% \iffalse meta-comment
%
%% File: tagpdf-tree.dtx
%
% Copyright (C) 2019-2024 Ulrike Fischer
%
% It may be distributed and/or modified under the conditions of the
% LaTeX Project Public License (LPPL), either version 1.3c of this
% license or (at your option) any later version.  The latest version
% of this license is in the file
%
%    https://www.latex-project.org/lppl.txt
%
% This file is part of the "tagpdf bundle" (The Work in LPPL)
% and all files in that bundle must be distributed together.
%
% -----------------------------------------------------------------------
%
% The development version of the bundle can be found at
%
%    https://github.com/latex3/tagpdf
%
% for those people who are interested.
%
%<*driver>
\DocumentMetadata{}
\documentclass{l3doc}
\usepackage{array,booktabs,caption}
\hypersetup{pdfauthor=Ulrike Fischer,
 pdftitle=tagpdf-tree module (tagpdf)}
\begin{document}
  \DocInput{\jobname.dtx}
\end{document}
%</driver>
% \fi
% \title{^^A
%   The \pkg{tagpdf-tree} module\\ Commands trees and main dictionaries   ^^A
%   \\ Part of the tagpdf package
% }
%
% \author{^^A
%  Ulrike Fischer\thanks
%    {^^A
%      E-mail:
%        \href{mailto:fischer@troubleshooting-tex.de}
%          {fischer@troubleshooting-tex.de}^^A
%    }^^A
% }
%
% \date{Version 0.99f, released 2024-09-16}
% \maketitle
% \begin{implementation}
%    \begin{macrocode}
%<@@=tag>
%<*header>
\ProvidesExplPackage {tagpdf-tree-code} {2024-09-16} {0.99f}
 {part of tagpdf - code related to writing trees and dictionaries to the pdf}
%</header>
%    \end{macrocode}
% \section{Trees, pdfmanagement and finalization code}
%
% The code to finish the structure is in a hook.
% This will perhaps at the end be a kernel hook.
% TODO check right place for the code
% The pdfmanagement code is the kernel hook after
% shipout/lastpage so all code affecting it should be before.

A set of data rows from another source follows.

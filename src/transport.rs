//! Serial transport: raw byte I/O plus the framed 4-byte
//! write-with-echo-check and read-with-reply primitives the protocol
//! engine is built on.
//!
//! The `Transport` trait decouples `Flasher<T>` from the real serial
//! port so the state machine can be driven against an in-memory scripted
//! mock in tests (§9: "inject a clock and a state source in tests").

use std::io::{self, Read, Write};
use std::thread;
use std::time::Duration;

use crate::codec::CommandFrame;
use crate::error::{FlashError, FlashResult};

/// Everything the flasher state engine needs from a serial link.
pub trait Transport {
    /// Current input queue length.
    fn bytes_available(&mut self) -> io::Result<usize>;

    /// Block, polling `bytes_available` every 1 ms, until at least `n`
    /// bytes are available, then read. If more than `n` bytes are
    /// buffered when unblocked, drain everything and keep the **last**
    /// `n` bytes — a deliberate resync policy (§4.1, §9), not a general
    /// framing contract.
    fn read_raw(&mut self, n: usize) -> io::Result<Vec<u8>>;

    /// Send bytes one at a time; a short write is an I/O error.
    fn write_raw(&mut self, buf: &[u8]) -> io::Result<()>;

    /// Write 4 bytes, wait 1 ms, read 4 bytes back. `Ok(true)` iff the
    /// reply is byte-equal to the request (command echo).
    fn write_cmd(&mut self, frame: CommandFrame) -> FlashResult<bool> {
        self.write_raw(frame.as_bytes())?;
        thread::sleep(Duration::from_millis(1));
        let reply = self.read_raw(4)?;
        let mut got = CommandFrame::default();
        got.as_mut_bytes().copy_from_slice(&reply);
        Ok(frame == got)
    }

    /// Write 4 bytes, wait 1 ms, read 4 bytes back as the reply (byte 3
    /// typically carries the requested datum).
    fn read_cmd(&mut self, frame: CommandFrame) -> FlashResult<CommandFrame> {
        self.write_raw(frame.as_bytes())?;
        thread::sleep(Duration::from_millis(1));
        let reply = self.read_raw(4)?;
        let mut got = CommandFrame::default();
        got.as_mut_bytes().copy_from_slice(&reply);
        Ok(got)
    }
}

/// If more than `n` bytes were buffered when `read_raw` unblocked, keep
/// only the trailing `n` bytes. The device always answers the most
/// recent command last, so discarding the head is the correct resync
/// when an earlier partial write left stale bytes in the queue.
fn keep_tail(buf: Vec<u8>, n: usize) -> Vec<u8> {
    if buf.len() <= n {
        buf
    } else {
        buf[buf.len() - n..].to_vec()
    }
}

/// Real transport over a host serial port, opened 115200-8-N-2, no flow
/// control, raw mode.
pub struct SerialTransport {
    port: Box<dyn serialport::SerialPort>,
}

impl SerialTransport {
    /// Open `path` at 115200-8-N-2, no flow control, raw (non-canonical)
    /// mode. `timeout` is in tenths of a second, matching the original's
    /// `VTIME` unit.
    ///
    /// The teacher's `ttywrite` configures the port through the `serial`
    /// crate (`SerialPortSettings`/`SerialDevice`), but that crate has no
    /// input-queue-length primitive, which `bytes_available` depends on.
    /// `serialport::SerialPort::bytes_to_read()` wraps the same
    /// `FIONREAD` ioctl the original C++ uses directly, so this swaps in
    /// `serialport` for the transport concern only (see DESIGN.md).
    pub fn open(path: &str, timeout: u8) -> FlashResult<Self> {
        let port = serialport::new(path, 115_200)
            .data_bits(serialport::DataBits::Eight)
            .parity(serialport::Parity::None)
            .stop_bits(serialport::StopBits::Two)
            .flow_control(serialport::FlowControl::None)
            .timeout(Duration::from_millis(u64::from(timeout) * 100))
            .open()?;
        Ok(Self { port })
    }
}

fn serialport_err(e: serialport::Error) -> io::Error {
    io::Error::new(io::ErrorKind::Other, e.to_string())
}

impl Transport for SerialTransport {
    fn bytes_available(&mut self) -> io::Result<usize> {
        let n = self.port.bytes_to_read().map_err(serialport_err)? as usize;
        log::debug!("Bytes available {n}");
        Ok(n)
    }

    fn read_raw(&mut self, n: usize) -> io::Result<Vec<u8>> {
        let mut bytes = self.bytes_available()?;
        while bytes < n {
            thread::sleep(Duration::from_millis(1));
            bytes = self.bytes_available()?;
        }
        let mut buf = vec![0u8; bytes];
        self.port.read_exact(&mut buf)?;
        Ok(keep_tail(buf, n))
    }

    fn write_raw(&mut self, buf: &[u8]) -> io::Result<()> {
        for byte in buf {
            let written = self.port.write(std::slice::from_ref(byte))?;
            if written != 1 {
                return Err(io::Error::new(io::ErrorKind::WriteZero, "short write"));
            }
        }
        Ok(())
    }
}

impl From<serialport::Error> for FlashError {
    fn from(err: serialport::Error) -> Self {
        FlashError::Transport(io::Error::new(io::ErrorKind::Other, err.to_string()))
    }
}

#[cfg(test)]
pub mod mock {
    //! A scripted in-memory transport used to drive the protocol engine
    //! deterministically in tests, without real hardware or real sleeps.

    use super::*;
    use std::collections::VecDeque;

    /// Replies the mock will hand back, one 4-byte frame per
    /// `read_raw`/`write_cmd`/`read_cmd` call.
    pub struct MockTransport {
        pub replies: VecDeque<Vec<u8>>,
        pub sent: Vec<Vec<u8>>,
    }

    impl MockTransport {
        pub fn new() -> Self {
            Self {
                replies: VecDeque::new(),
                sent: Vec::new(),
            }
        }

        pub fn push_reply(&mut self, bytes: impl Into<Vec<u8>>) {
            self.replies.push_back(bytes.into());
        }
    }

    impl Transport for MockTransport {
        fn bytes_available(&mut self) -> io::Result<usize> {
            Ok(self.replies.front().map_or(0, |r| r.len()))
        }

        fn read_raw(&mut self, n: usize) -> io::Result<Vec<u8>> {
            let reply = self
                .replies
                .pop_front()
                .ok_or_else(|| io::Error::new(io::ErrorKind::UnexpectedEof, "no scripted reply"))?;
            Ok(super::keep_tail(reply, n))
        }

        fn write_raw(&mut self, buf: &[u8]) -> io::Result<()> {
            self.sent.push(buf.to_vec());
            Ok(())
        }
    }
}
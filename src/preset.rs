//! JSON import/export of the calibration subset of an NVR record.
//!
//! Only the fields a factory preset actually needs to stamp are exposed
//! here — lockbits, the S2 key pair, and the CRC are left untouched by
//! the preset round-trip and must be set through `NvrRecord` directly.

use serde::{Deserialize, Serialize};

use crate::nvr::NvrRecord;

#[derive(Debug, Clone, Serialize, Deserialize, PartialEq, Eq)]
pub struct Preset {
    pub rev: u8,
    pub c_cal: u8,
    pub pin_swap: u8,
    pub nvm_cs: u8,
    pub saw_cf: [u8; 3],
    #[serde(rename = "saw_bBandwidth")]
    pub saw_b_bandwidth: u8,
    pub nvm_type: u8,
    pub nvm_size: [u8; 2],
    pub nvm_page_size: [u8; 2],
    pub uuid: [u8; 16],
    pub usb_vid: [u8; 2],
    pub usb_pid: [u8; 2],
    pub tx_cal_1: u8,
    pub tx_cal_2: u8,
}

impl Preset {
    /// Read the calibration fields out of an NVR record for export.
    pub fn from_nvr(nvr: &NvrRecord) -> Self {
        Self {
            rev: nvr.rev,
            c_cal: nvr.c_cal,
            pin_swap: nvr.pin_swap,
            nvm_cs: nvr.nvm_cs,
            saw_cf: nvr.saw_cf,
            saw_b_bandwidth: nvr.saw_b_bandwidth,
            nvm_type: nvr.nvm_type,
            nvm_size: nvr.nvm_size,
            nvm_page_size: nvr.nvm_page_size,
            uuid: nvr.uuid,
            usb_vid: nvr.usb_vid,
            usb_pid: nvr.usb_pid,
            tx_cal_1: nvr.tx_cal_1,
            tx_cal_2: nvr.tx_cal_2,
        }
    }

    /// Stamp the calibration fields onto `nvr` and recompute its CRC.
    /// Leaves lockbits, the S2 key pair, and the application tail alone.
    pub fn apply_to(&self, nvr: &mut NvrRecord) {
        nvr.rev = self.rev;
        nvr.c_cal = self.c_cal;
        nvr.pin_swap = self.pin_swap;
        nvr.nvm_cs = self.nvm_cs;
        nvr.saw_cf = self.saw_cf;
        nvr.saw_b_bandwidth = self.saw_b_bandwidth;
        nvr.nvm_type = self.nvm_type;
        nvr.nvm_size = self.nvm_size;
        nvr.nvm_page_size = self.nvm_page_size;
        nvr.uuid = self.uuid;
        nvr.usb_vid = self.usb_vid;
        nvr.usb_pid = self.usb_pid;
        nvr.tx_cal_1 = self.tx_cal_1;
        nvr.tx_cal_2 = self.tx_cal_2;
        nvr.recompute_crc();
    }
}
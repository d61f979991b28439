//! Typed errors for the device-protocol engine.
//!
//! Mirrors the taxonomy the original C++ tool reported as plain log
//! lines: a failed echo check, a state-byte poll that never reached the
//! expected condition, a verify mismatch, an on-chip CRC failure, or a
//! malformed NVR/preset buffer.

use crate::codec::CommandFrame;

pub type FlashResult<T> = Result<T, FlashError>;

#[derive(thiserror::Error, Debug)]
pub enum FlashError {
    #[error("transport error: {0}")]
    Transport(#[from] std::io::Error),

    #[error("command echo mismatch: sent {sent}, step: {context}")]
    EchoMismatch {
        sent: CommandFrame,
        context: &'static str,
    },

    #[error("protocol error: state condition not reached within retry budget ({context})")]
    Protocol { context: &'static str },

    #[error("verify failed at offset {offset}: expected 0x{expected:02x}, got 0x{actual:02x}")]
    Verify {
        offset: usize,
        expected: u8,
        actual: u8,
    },

    #[error("on-chip CRC check failed")]
    Crc,

    #[error("format error: {0}")]
    Format(String),
}
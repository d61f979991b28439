//! Library crate for programming and verifying the flash and NVR of a
//! Z-Wave radio module over its service bootloader's raw serial
//! protocol. See `README`/`DESIGN.md` for the wire protocol and the
//! module layout.

pub mod cli;
pub mod codec;
pub mod crc;
pub mod error;
pub mod flasher;
pub mod nvr;
pub mod preset;
pub mod transport;

pub use error::{FlashError, FlashResult};
pub use flasher::Flasher;
pub use nvr::NvrRecord;
pub use transport::{SerialTransport, Transport};
use crate::config::Config;
use crate::env_store::EnvStore;
use crate::error::HearthError;
use crate::inject::INTEGRATION_BLOCK;
use crate::runner::{probe, CommandRunner};
use crate::secrets::{store_initialized, TOKEN_KEY};
use crate::stack::StackPaths;
use crate::toolchain::{find_bad_repo_entries, read_os_release, ENGINE, LEGACY_COMPOSE, PACKAGE_MANAGER};
use crate::yaml_lines::has_top_level_block;
use serde::Serialize;
use serde_json::json;
use std::fs;
use std::path::Path;

#[derive(Debug, Clone, Serialize)]
pub struct DoctorCheck {
    pub id: String,
    pub ok: bool,
    pub severity: String,
    pub strict_fail: bool,
    pub message: String,
    pub remediation: String,
    pub details: serde_json::Value,
}

fn doctor_check(
    id: &str,
    ok: bool,
    severity: &str,
    strict_fail: bool,
    message: impl Into<String>,
    remediation: impl Into<String>,
    details: serde_json::Value,
) -> DoctorCheck {
    DoctorCheck {
        id: id.to_string(),
        ok,
        severity: severity.to_string(),
        strict_fail,
        message: message.into(),
        remediation: remediation.into(),
        details,
    }
}

fn args(items: &[&str]) -> Vec<String> {
    items.iter().map(|item| item.to_string()).collect()
}

/// Read-only readiness report. Nothing here writes to the host.
pub fn collect_doctor_checks<R: CommandRunner>(
    runner: &R,
    cfg: &Config,
    root: &Path,
    bundle_dir: &Path,
) -> Vec<DoctorCheck> {
    let mut checks = Vec::new();
    let paths = StackPaths::new(root, cfg);

    let os = read_os_release(Path::new(&cfg.host.os_release));
    checks.push(match &os {
        Ok(os) => doctor_check(
            "host_release",
            true,
            "error",
            true,
            format!(
                "{} {}",
                os.id,
                os.codename.as_deref().unwrap_or("(no codename)")
            ),
            "",
            json!({"id": os.id, "codename": os.codename}),
        ),
        Err(err) => doctor_check(
            "host_release",
            false,
            "error",
            true,
            err.to_string(),
            format!("make {} readable or set host.os_release", cfg.host.os_release),
            json!({"path": cfg.host.os_release}),
        ),
    });

    if let Ok(os) = &os {
        let entries = find_bad_repo_entries(&cfg.host, os);
        let protected = entries.iter().any(|entry| entry.protected);
        checks.push(doctor_check(
            "package_sources",
            entries.is_empty(),
            if protected { "error" } else { "warning" },
            true,
            if entries.is_empty() {
                "no known-bad repository entries".to_string()
            } else if protected {
                format!(
                    "{} contains an entry that breaks package updates on this release",
                    cfg.host.apt_sources
                )
            } else {
                format!("{} repository file(s) will be removed by bootstrap", entries.len())
            },
            "remove the listed entries by hand or let `hearth bootstrap` remove them",
            json!({"entries": entries}),
        ));
    }

    let package_manager = runner.locate(PACKAGE_MANAGER).is_some();
    checks.push(doctor_check(
        "package_manager",
        package_manager,
        "warning",
        true,
        if package_manager {
            "apt-get available"
        } else {
            "apt-get not found; missing tooling cannot be installed"
        },
        "run on a Debian-family host or preinstall docker and compose",
        json!({}),
    ));

    let engine_installed = runner.locate(ENGINE).is_some();
    let engine_reachable = engine_installed && probe(runner, &args(&[ENGINE, "info"]));
    checks.push(doctor_check(
        "container_engine",
        engine_reachable,
        "warning",
        true,
        if engine_reachable {
            "docker daemon reachable"
        } else if engine_installed {
            "docker is installed but the daemon is unreachable for this user"
        } else {
            "docker is not installed; bootstrap will install it"
        },
        "start the docker service or rerun after logging in again to pick up the docker group",
        json!({"installed": engine_installed}),
    ));

    let plugin = engine_installed && probe(runner, &args(&[ENGINE, "compose", "version"]));
    let legacy = !plugin
        && runner.locate(LEGACY_COMPOSE).is_some()
        && probe(runner, &args(&[LEGACY_COMPOSE, "version"]));
    checks.push(doctor_check(
        "compose",
        plugin || legacy,
        "warning",
        true,
        if plugin {
            "docker compose plugin available"
        } else if legacy {
            "legacy docker-compose available"
        } else {
            "no compose implementation usable without elevation"
        },
        "run `hearth bootstrap` to install a compose package",
        json!({"plugin": plugin, "legacy": legacy}),
    ));

    let bundled = bundle_dir.join(&cfg.project.compose_file);
    let descriptor = paths.compose_file.exists() || bundled.exists();
    checks.push(doctor_check(
        "compose_file",
        descriptor,
        "error",
        true,
        if descriptor {
            "compose descriptor present"
        } else {
            "compose descriptor missing from stack root and bundle directory"
        },
        format!(
            "place {} in {} or pass --bundle-dir",
            cfg.project.compose_file,
            root.display()
        ),
        json!({"root": paths.compose_file, "bundle": bundled}),
    ));

    let descriptor_path = if paths.compose_file.exists() {
        Some(paths.compose_file.clone())
    } else if bundled.exists() {
        Some(bundled.clone())
    } else {
        None
    };
    if let Some(descriptor_path) = descriptor_path {
        checks.push(compose_services_check(cfg, &descriptor_path));
    }

    let store = EnvStore::load(&paths.env_file);
    checks.push(match store_initialized(&paths.store_marker) {
        Ok(initialized) => store_token_check(&store, cfg, &paths, initialized),
        Err(err) => doctor_check(
            "store_token",
            false,
            "error",
            true,
            err.to_string(),
            err.details().and_then(|details| details.hint).unwrap_or_default(),
            json!({"env_file": paths.env_file, "marker": paths.store_marker}),
        ),
    });

    let block = fs::read_to_string(&paths.automation_config)
        .map(|content| has_top_level_block(&content, INTEGRATION_BLOCK))
        .unwrap_or(false);
    checks.push(doctor_check(
        "integration_block",
        block,
        "warning",
        true,
        if block {
            "automation engine is wired to the store"
        } else {
            "store integration not configured yet"
        },
        "run `hearth bootstrap`",
        json!({"path": paths.automation_config}),
    ));

    checks
}

/// Service names from the descriptor's top-level `services:` mapping.
fn declared_services(path: &Path) -> Result<Vec<String>, HearthError> {
    let content = fs::read_to_string(path)?;
    let doc: serde_yaml::Value = serde_yaml::from_str(&content)?;
    let names = doc
        .get("services")
        .and_then(serde_yaml::Value::as_mapping)
        .map(|services| {
            services
                .keys()
                .filter_map(serde_yaml::Value::as_str)
                .map(str::to_string)
                .collect()
        })
        .unwrap_or_default();
    Ok(names)
}

fn compose_services_check(cfg: &Config, descriptor: &Path) -> DoctorCheck {
    let expected = [
        ("broker", &cfg.services.broker),
        ("automation", &cfg.services.automation),
        ("store", &cfg.services.store),
        ("flows", &cfg.services.flows),
        ("web", &cfg.services.web),
    ];
    let declared = match declared_services(descriptor) {
        Ok(declared) => declared,
        Err(err) => {
            return doctor_check(
                "compose_services",
                false,
                "error",
                true,
                format!("{} is not readable YAML: {err}", descriptor.display()),
                "fix the compose descriptor syntax",
                json!({"path": descriptor}),
            )
        }
    };
    let missing: Vec<String> = expected
        .iter()
        .filter(|(_, name)| !declared.iter().any(|candidate| candidate == *name))
        .map(|(role, name)| format!("{role}={name}"))
        .collect();
    doctor_check(
        "compose_services",
        missing.is_empty(),
        "warning",
        true,
        if missing.is_empty() {
            "compose descriptor declares every configured service".to_string()
        } else {
            format!("compose descriptor lacks configured services: {}", missing.join(", "))
        },
        "align the services section of hearth.yaml with the compose descriptor",
        json!({"path": descriptor, "declared": declared, "missing": missing}),
    )
}

fn store_token_check(
    store: &EnvStore,
    cfg: &Config,
    paths: &StackPaths,
    initialized: bool,
) -> DoctorCheck {
    let token = store.get(TOKEN_KEY).filter(|value| !value.is_empty());
    let usable = token.is_some_and(|value| value != cfg.influxdb.token_sentinel);
    let (ok, severity, message) = match (initialized, token.is_some(), usable) {
        (true, false, _) => (
            false,
            "error",
            "store is initialized but the env file has no token",
        ),
        (_, _, true) => (true, "warning", "store token present"),
        (true, true, false) => (
            true,
            "warning",
            "store is bound to the placeholder token",
        ),
        (false, _, false) => (false, "warning", "no store token yet; bootstrap will generate one"),
    };
    doctor_check(
        "store_token",
        ok,
        severity,
        !initialized,
        message,
        format!(
            "restore {TOKEN_KEY} in {} from a backup, or remove the store data to start over",
            paths.env_file.display()
        ),
        json!({"env_file": paths.env_file, "initialized": initialized}),
    )
}
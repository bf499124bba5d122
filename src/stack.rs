//! The managed on-disk layout of the stack and the defaults written into it.

use crate::config::Config;
use crate::reconcile::ConfigArtifact;
use std::path::{Path, PathBuf};

const MOSQUITTO_CONF: &str = r#"persistence true
persistence_location /mosquitto/data/
log_dest file /mosquitto/log/mosquitto.log

listener 1883
allow_anonymous true
"#;

const INFLUXDB_WRAPPER: &str = r#"#!/bin/sh
# A setup interrupted before influxd.bolt was written leaves influx-configs
# behind, and the stock entrypoint then retries setup forever.
set -e
if [ ! -f /var/lib/influxdb2/influxd.bolt ]; then
    rm -f /etc/influxdb2/influx-configs
fi
exec /entrypoint.sh "$@"
"#;

const HA_CONFIGURATION: &str = r#"# Loads default set of integrations. Do not remove.
default_config:

frontend:
  themes: !include_dir_merge_named themes

automation: !include automations.yaml
script: !include scripts.yaml
scene: !include scenes.yaml
"#;

const HA_HTTP_BLOCK: &str = r#"http:
  use_x_forwarded_for: true
  trusted_proxies:
    - 172.16.0.0/12
    - 127.0.0.1
"#;

const HA_SECRETS: &str = "# Host-local secrets referenced with !secret. Keep out of version control.\n";

const HA_DASHBOARD: &str = r#"title: Home
views:
  - title: Overview
    path: overview
    cards:
      - type: markdown
        content: >
          This dashboard is a placeholder. Edit it from the UI or replace
          ui-lovelace.yaml.
"#;

const NGINX_VHOST: &str = r#"server {
    listen 80;
    server_name _;
    root /var/www/html/public;
    index index.php index.html;

    location / {
        try_files $uri $uri/ /index.php?$query_string;
    }

    location ~ \.php$ {
        fastcgi_pass web:9000;
        fastcgi_index index.php;
        include fastcgi_params;
        fastcgi_param SCRIPT_FILENAME $document_root$fastcgi_script_name;
    }
}
"#;

const WEB_DOCKERFILE: &str = r#"FROM php:8.3-fpm
RUN apt-get update \
    && apt-get install -y --no-install-recommends git unzip libzip-dev \
    && docker-php-ext-install pdo_mysql zip \
    && rm -rf /var/lib/apt/lists/*
COPY --from=composer:2 /usr/bin/composer /usr/bin/composer
WORKDIR /var/www/html
"#;

/// Resolved locations the later phases need.
#[derive(Debug, Clone)]
pub struct StackPaths {
    pub root: PathBuf,
    pub env_file: PathBuf,
    pub compose_file: PathBuf,
    pub store_marker: PathBuf,
    pub automation_config: PathBuf,
    pub automation_secrets: PathBuf,
    pub web_marker: PathBuf,
}

impl StackPaths {
    pub fn new(root: &Path, cfg: &Config) -> Self {
        let ha_dir = root.join(&cfg.homeassistant.config_dir);
        Self {
            root: root.to_path_buf(),
            env_file: root.join(&cfg.project.env_file),
            compose_file: root.join(&cfg.project.compose_file),
            store_marker: root.join(&cfg.influxdb.marker),
            automation_config: ha_dir.join("configuration.yaml"),
            automation_secrets: ha_dir.join("secrets.yaml"),
            web_marker: root.join(&cfg.web.init_marker),
        }
    }
}

pub fn stack_artifacts(cfg: &Config) -> Vec<ConfigArtifact> {
    let ha = cfg.homeassistant.config_dir.trim_end_matches('/');
    let ha_file = |name: &str| format!("{ha}/{name}");
    vec![
        ConfigArtifact::required_companion(&cfg.project.compose_file, &cfg.project.compose_file),
        ConfigArtifact::dir("mosquitto/config"),
        ConfigArtifact::dir("mosquitto/data"),
        ConfigArtifact::dir("mosquitto/log"),
        ConfigArtifact::file("mosquitto/config/mosquitto.conf", MOSQUITTO_CONF)
            .with_companion("mosquitto.conf"),
        ConfigArtifact::dir("influxdb/data"),
        ConfigArtifact::dir("influxdb/config"),
        ConfigArtifact::file("influxdb/entrypoint-wrapper.sh", INFLUXDB_WRAPPER)
            .with_companion("influxdb-entrypoint.sh")
            .with_mode(0o755),
        ConfigArtifact::dir(ha),
        ConfigArtifact::file(&ha_file("configuration.yaml"), HA_CONFIGURATION)
            .with_companion("configuration.yaml"),
        ConfigArtifact::block(&ha_file("configuration.yaml"), "http", HA_HTTP_BLOCK),
        ConfigArtifact::file(&ha_file("secrets.yaml"), HA_SECRETS).with_mode(0o600),
        ConfigArtifact::file(&ha_file("automations.yaml"), "[]\n"),
        ConfigArtifact::file(&ha_file("scripts.yaml"), ""),
        ConfigArtifact::file(&ha_file("scenes.yaml"), ""),
        ConfigArtifact::dir(&ha_file("themes")),
        ConfigArtifact::file(&ha_file("ui-lovelace.yaml"), HA_DASHBOARD),
        ConfigArtifact::dir("nodered/data"),
        ConfigArtifact::dir("web/app"),
        ConfigArtifact::dir("web/nginx"),
        ConfigArtifact::file("web/nginx/default.conf", NGINX_VHOST).with_companion("nginx.conf"),
        ConfigArtifact::file("web/Dockerfile", WEB_DOCKERFILE).with_companion("Dockerfile"),
    ]
}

% Objects can be written later, at least in pdf mode.
%    \begin{macrocode}
%<*package>
\hook_gput_code:nnn{begindocument}{tagpdf}
  {
    \bool_if:NT \g_@@_active_tree_bool
      {
        \sys_if_output_pdf:TF
          {
            \AddToHook{enddocument/end} { \@@_finish_structure: }
          }
          {
            \AddToHook{shipout/lastpage} { \@@_finish_structure: }
          }
      }
  }
%    \end{macrocode}
% \subsection{Check structure}
% \begin{macro}{\@@_tree_final_checks:}
%    \begin{macrocode}
\cs_new_protected:Npn \@@_tree_final_checks:
 {
   \int_compare:nNnF {\seq_count:N\g_@@_struct_stack_seq}={1}
    {
      \msg_warning:nn {tag}{tree-struct-still-open}
      \int_step_inline:nnn{2}{\seq_count:N\g_@@_struct_stack_seq}
       {\tag_struct_end:}
    }
   \msg_note:nn {tag}{tree-statistic} 
 }
%    \end{macrocode}
% \end{macro}
% 
% \subsection{Catalog: MarkInfo and StructTreeRoot and OpenAction}
% The StructTreeRoot and the MarkInfo entry must be added to the catalog.
% If there is an OpenAction entry we must update it,
% so that it contains also a structure destination.
% We do it late so that we can win, but before the pdfmanagement hook.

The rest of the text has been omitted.